Lalu jarak psikologi, ini kemungkinan sangat sedikit sekali, masalah ini akan timbul jika sebelumnya guru dan kepala sekolah terdapat masalah pribadi ataupun kelompok, atau guru satu dengan guru yang lain. Jika demikian sudah terjadi masalah, dengan dipaksa masuk kedalam lingkungan baru yaitu daring, maka masalah akan semakin rumit dan sulit dikendalikan.
Untuk itu, senang sekali rasanya bisa berdiskusi banyak hal ditengah pandemi ini. Selaras dengan kegiatan peringatan hari pendidikan nasional, penulis berharap masalah komunikasi di atas tidak terjadi atau setidaknya dapat diminimalisir sebaik mungkin selama proses pembelajaran daring ini diterapkan. Kita belum tau kapan akan selesai dan keluar dari masa karantina pendidikan ini.

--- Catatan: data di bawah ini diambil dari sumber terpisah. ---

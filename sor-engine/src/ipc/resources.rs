//! Provisioning, opening and teardown of the full IPC object set.

use super::channel::{self, PriorityChannel};
use super::keys::{IpcKeys, ResourceTag};
use super::semaphore::{self, CapacityGate, Semaphore, StateMutex};
use super::shared_memory::{self, SharedSegment, SharedState, SharedStore};
use super::{IpcError, Result};
use crate::event_log::Metrics;
use crate::messages::{Specialty, SPECIALIST_COUNT};
use crate::timing::{elapsed_sim_minutes, monotonic_ms, Timing};
use std::sync::Arc;
use std::time::Duration;
use tracing::{debug, info, warn};

/// Handles to every IPC object of a run.
#[derive(Debug)]
pub struct IpcHandles {
    pub log: PriorityChannel,
    pub registration: PriorityChannel,
    pub triage: PriorityChannel,
    pub specialists: [PriorityChannel; SPECIALIST_COUNT],
    pub gate: CapacityGate,
    pub store: SharedStore,
}

impl IpcHandles {
    /// Open the objects the director created for `keys`.
    pub fn open(keys: &IpcKeys) -> Result<Self> {
        let mutex = StateMutex::open(keys.mutex)?;
        let segment = SharedSegment::open(keys.state)?;
        let store = SharedStore::new(segment, mutex);
        // Timing constants are written before any worker exists.
        let poll = store.snapshot().timing().poll_interval;

        let mut specialists = [PriorityChannel::open(keys.specialists[0], poll)?; SPECIALIST_COUNT];
        for specialty in Specialty::ALL.iter().skip(1) {
            specialists[specialty.index()] = PriorityChannel::open(keys.specialists[specialty.index()], poll)?;
        }

        Ok(Self {
            log: PriorityChannel::open(keys.log, poll)?,
            registration: PriorityChannel::open(keys.registration, poll)?,
            triage: PriorityChannel::open(keys.triage, poll)?,
            specialists,
            gate: CapacityGate::open(keys.gate, poll)?,
            store,
        })
    }

    #[must_use]
    pub fn specialist(&self, specialty: Specialty) -> &PriorityChannel {
        &self.specialists[specialty.index()]
    }

    /// Timing constants from the state segment.
    #[must_use]
    pub fn timing(&self) -> Timing {
        self.store.snapshot().timing()
    }

    /// Simulated minutes since the run started.
    #[must_use]
    pub fn sim_minutes(&self) -> i64 {
        let state = self.store.snapshot();
        elapsed_sim_minutes(
            state.sim_start_monotonic_ms,
            monotonic_ms(),
            state.ms_per_sim_minute.max(0) as u64,
        )
    }

    /// Return `persons` permits and run `update`, in one critical section.
    ///
    /// Occupancy is decremented before the gate is posted so an observer
    /// holding the mutex never sees more permits than free places.
    pub fn release_with(&self, persons: i32, update: impl FnOnce(&mut SharedState)) -> Result<()> {
        self.store.with_state(|state| {
            update(state);
            state.leave_waiting_room(persons);
            self.gate.release(persons)
        })?
    }

    /// Release the permits of a unit that was lost in transit and count the drop.
    pub fn release_dropped(&self, persons: i32) -> Result<()> {
        self.release_with(persons, |state| state.dropped_units += 1)
    }

    /// Registration backlog: the larger of the queue depth and the shared
    /// counter; the counter alone if the queue cannot be probed.
    #[must_use]
    pub fn registration_backlog(&self) -> i32 {
        let counter = self.store.snapshot().queue_registration_len;
        crate::director::scaling::backlog_estimate(self.registration.depth().ok(), counter)
    }

    /// Unsynchronised metrics for one log line.
    #[must_use]
    pub fn metrics(&self) -> Metrics {
        let state = self.store.snapshot();
        let depth = |channel: &PriorityChannel| channel.depth().unwrap_or(0);
        Metrics {
            inside: state.current_in_waiting_room,
            capacity: state.waiting_room_capacity,
            registration_queue: depth(&self.registration),
            triage_queue: depth(&self.triage),
            specialist_queue: self.specialists.iter().map(depth).sum(),
            gate: self.gate.value().unwrap_or(-1),
            mutex: self.store.mutex().value().unwrap_or(-1),
        }
    }
}

/// Parameters for creating the object set.
#[derive(Debug, Clone, Copy, PartialEq, Eq)]
pub struct ProvisionSettings {
    pub capacity: i32,
    pub queue_bytes: usize,
    pub poll: Duration,
}

#[derive(Debug, Default)]
struct Created {
    semaphores: Vec<Semaphore>,
    segment: Option<libc::c_int>,
    channels: Vec<PriorityChannel>,
}

impl Created {
    /// Remove everything recorded so far. Later calls find nothing to do.
    fn remove_all(&mut self) -> Vec<IpcError> {
        let mut errors = Vec::new();
        for channel in self.channels.drain(..) {
            if let Err(e) = channel.remove() {
                errors.push(e);
            }
        }
        if let Some(id) = self.segment.take() {
            if let Err(e) = shared_memory::remove_segment(id) {
                errors.push(e);
            }
        }
        for sem in self.semaphores.drain(..) {
            if let Err(e) = sem.remove() {
                errors.push(e);
            }
        }
        errors
    }

    fn is_empty(&self) -> bool {
        self.semaphores.is_empty() && self.segment.is_none() && self.channels.is_empty()
    }
}

/// The object set owned by the director.
///
/// Teardown runs on [`IpcResources::teardown`] or, failing that, on drop.
#[derive(Debug)]
pub struct IpcResources {
    handles: Arc<IpcHandles>,
    created: Created,
}

impl IpcResources {
    /// Remove objects left behind under `keys` by an earlier run.
    ///
    /// Best effort: a simulation still running with the same key path loses
    /// its objects. Returns how many were removed.
    pub fn reset_if_exists(keys: &IpcKeys) -> usize {
        let mut removed = 0;
        for (tag, key) in keys.all() {
            let outcome = match tag {
                ResourceTag::Gate | ResourceTag::Mutex => semaphore::remove_if_exists(key),
                ResourceTag::State => shared_memory::remove_if_exists(key),
                _ => channel::remove_if_exists(key),
            };
            match outcome {
                Ok(true) => {
                    removed += 1;
                    info!("Removed stale IPC object '{}' (key {:#x})", tag.as_char(), key);
                }
                Ok(false) => {}
                Err(e) => warn!("Could not reset IPC object '{}': {}", tag.as_char(), e),
            }
        }
        removed
    }

    /// Create every object. On failure, whatever was created is removed again.
    pub fn provision(keys: &IpcKeys, settings: &ProvisionSettings) -> Result<Self> {
        let mut created = Created::default();
        match Self::create_all(keys, settings, &mut created) {
            Ok(handles) => Ok(Self {
                handles: Arc::new(handles),
                created,
            }),
            Err(e) => {
                for err in created.remove_all() {
                    warn!("Cleanup after failed provisioning: {}", err);
                }
                Err(e)
            }
        }
    }

    fn create_all(keys: &IpcKeys, settings: &ProvisionSettings, created: &mut Created) -> Result<IpcHandles> {
        let gate = CapacityGate::create(keys.gate, settings.capacity, settings.poll)?;
        created.semaphores.push(gate.semaphore());

        let mutex = StateMutex::create(keys.mutex)?;
        created.semaphores.push(mutex.semaphore());

        let segment = SharedSegment::create(keys.state)?;
        created.segment = Some(segment.id());
        let store = SharedStore::new(segment, mutex);

        let mut open_channel = |key| -> Result<PriorityChannel> {
            let channel = PriorityChannel::create(key, settings.poll)?;
            created.channels.push(channel);
            if settings.queue_bytes > 0 {
                if let Err(e) = channel.tune_capacity(settings.queue_bytes) {
                    debug!("Keeping default queue size for channel {}: {}", channel.id(), e);
                }
            }
            Ok(channel)
        };

        let log = open_channel(keys.log)?;
        let registration = open_channel(keys.registration)?;
        let triage = open_channel(keys.triage)?;
        let mut specialists = [log; SPECIALIST_COUNT];
        for specialty in Specialty::ALL {
            specialists[specialty.index()] = open_channel(keys.specialists[specialty.index()])?;
        }

        Ok(IpcHandles {
            log,
            registration,
            triage,
            specialists,
            gate,
            store,
        })
    }

    #[must_use]
    pub fn handles(&self) -> &Arc<IpcHandles> {
        &self.handles
    }

    /// Remove every object, continuing past individual failures.
    ///
    /// A second call is a no-op and returns no errors.
    pub fn teardown(&mut self) -> Vec<IpcError> {
        self.created.remove_all()
    }

    #[must_use]
    pub fn is_torn_down(&self) -> bool {
        self.created.is_empty()
    }
}

impl Drop for IpcResources {
    fn drop(&mut self) {
        for err in self.teardown() {
            warn!("IPC teardown: {}", err);
        }
    }
}

#[cfg(test)]
mod tests {
    use super::*;

    fn settings(capacity: i32) -> ProvisionSettings {
        ProvisionSettings {
            capacity,
            queue_bytes: 0,
            poll: Duration::from_millis(2),
        }
    }

    #[test]
    fn test_provision_private_set() -> Result<()> {
        let mut resources = IpcResources::provision(&IpcKeys::private(), &settings(10))?;
        let ipc = Arc::clone(resources.handles());

        assert_eq!(ipc.gate.value()?, 10);
        assert_eq!(ipc.store.mutex().value()?, 1);
        assert_eq!(ipc.store.snapshot(), SharedState::default());
        assert_eq!(ipc.registration_backlog(), 0);

        let metrics = ipc.metrics();
        assert_eq!(metrics.gate, 10);
        assert_eq!(metrics.mutex, 1);

        assert!(resources.teardown().is_empty());
        assert!(resources.is_torn_down());
        Ok(())
    }

    #[test]
    fn test_teardown_is_idempotent() -> Result<()> {
        let mut resources = IpcResources::provision(&IpcKeys::private(), &settings(4))?;
        let ipc = Arc::clone(resources.handles());
        assert!(resources.teardown().is_empty());
        assert!(resources.teardown().is_empty());

        assert!(ipc.gate.value().err().is_some_and(|e| e.is_removed()));
        assert!(ipc.triage.depth().err().is_some_and(|e| e.is_removed()));
        Ok(())
    }

    #[test]
    fn test_release_with_restores_gate_and_occupancy() -> Result<()> {
        let resources = IpcResources::provision(&IpcKeys::private(), &settings(10))?;
        let ipc = resources.handles();

        assert!(ipc.gate.try_acquire(2)?);
        ipc.store.with_state(|s| {
            s.waiting_room_capacity = 10;
            s.admit(2);
        })?;
        assert_eq!(ipc.gate.value()?, 8);

        ipc.release_dropped(2)?;
        let state = ipc.store.snapshot();
        assert_eq!(state.current_in_waiting_room, 0);
        assert_eq!(state.dropped_units, 1);
        assert_eq!(ipc.gate.value()?, 10);
        assert_eq!(ipc.gate.value()? + state.current_in_waiting_room, state.waiting_room_capacity);
        Ok(())
    }

    #[test]
    fn test_backlog_uses_queue_depth() -> Result<()> {
        let resources = IpcResources::provision(&IpcKeys::private(), &settings(10))?;
        let ipc = resources.handles();
        let unit = crate::messages::PatientUnit::new(1, 30, false);
        ipc.registration.try_send(&crate::messages::Envelope::arrival(&unit))?;
        ipc.registration.try_send(&crate::messages::Envelope::arrival(&unit))?;
        ipc.store.with_state(|s| s.queue_registration_len = 1)?;
        assert_eq!(ipc.registration_backlog(), 2);
        ipc.store.with_state(|s| s.queue_registration_len = 5)?;
        assert_eq!(ipc.registration_backlog(), 5);
        Ok(())
    }
}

Selanjutnya, memang dirasa penting untuk kita semua mulai akrab dengan teknologi. Tidak bisa dipungkiri kemajuan teknologi ini akan semakin melesat jauh dan masuk ke ranah kegiatan belajar mengajar di sekolah. Semoga pandemi ini cepat selesai bumi kembali sehat dan pendidikan Indonesia mencapai tujuan sesuai undang-undang system pendidikan nasional yakni bertakwa dan memiliki akhlak mulia dan seterusnya.